BOB KATRIN: Our Economic Chickens Have Come Home to Roost
Americans have been sold a bill of goods -- literally. And the Repo man is around back taking it away, and the bank's breathing down your neck.
Maybe it's all the stuff we bought that we couldn't afford: the big house, boat, RV, Hummer, home theater, 60-inch, wall-mounted TV, crushed-topaz countertops, 3.5-carat diamond ring, Rolex, top-of-the-line Apple laptop and desktop, iPod, iPhone, Sony Playstation III, Mom's Manolo Blahniks, Gucci's, Hermes, Prada, etc., etc, ad infinitum-- so much expensive junk that we started a new industry, storage lockers for all the stuff you couldn't fit in the house. And now you can't pay the rent on them so the contents are being auctioned off.
You were doing exactly what my old man used to yell at my mother about when he said, "We're living beyond our means."
One overextended guy I read about in the paper, who was losing it all and declaring bankruptcy, said, "I have no intention of ever buying anything, ever. I don't think I could if I wanted to." Which reminds me, go out and buy something with your economic stimulus check!
I feel so virtuous. The truth is I never had a lot of money. Still, I could have managed some small evasions of sanity like buying the "previously owned" convertible I coveted, small change compared to a $275,000 boat, but I resisted. Although it felt like going into battle with the dark side, and a little devil, as in the old Excedrin commercials, was swinging his pickax inside my head.
That's what advertising and marketing have become: ever-present, omnidirectional homing devices, find something to buy quick, implanted in our heads.
For the longest time I've been trying to reconcile the messages we get from the economic geniuses running the country who repeatedly tell us that consumer spending is the only way to keep the economy going.

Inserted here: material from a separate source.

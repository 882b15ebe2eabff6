//! Defines mocked entities of all kinds (useful for tests mostly).

pub mod renderer;

pub use renderer::{MockRenderer, RenderOp};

Hopefully that myth will run its course. But we were taken in, and we maxed out our credit cards, stopped saving money, and got horribly into debt. One writer said the main thing we manufactured in America was debt.
We made Wall Street and large corporations richer and richer -- the oil company thing is obscene -- and they got tax breaks on top of that. Go figure. Then when financial markets started to go bust, they got a government bail-out. I'm always amused by those who tout less government regulation until they need it.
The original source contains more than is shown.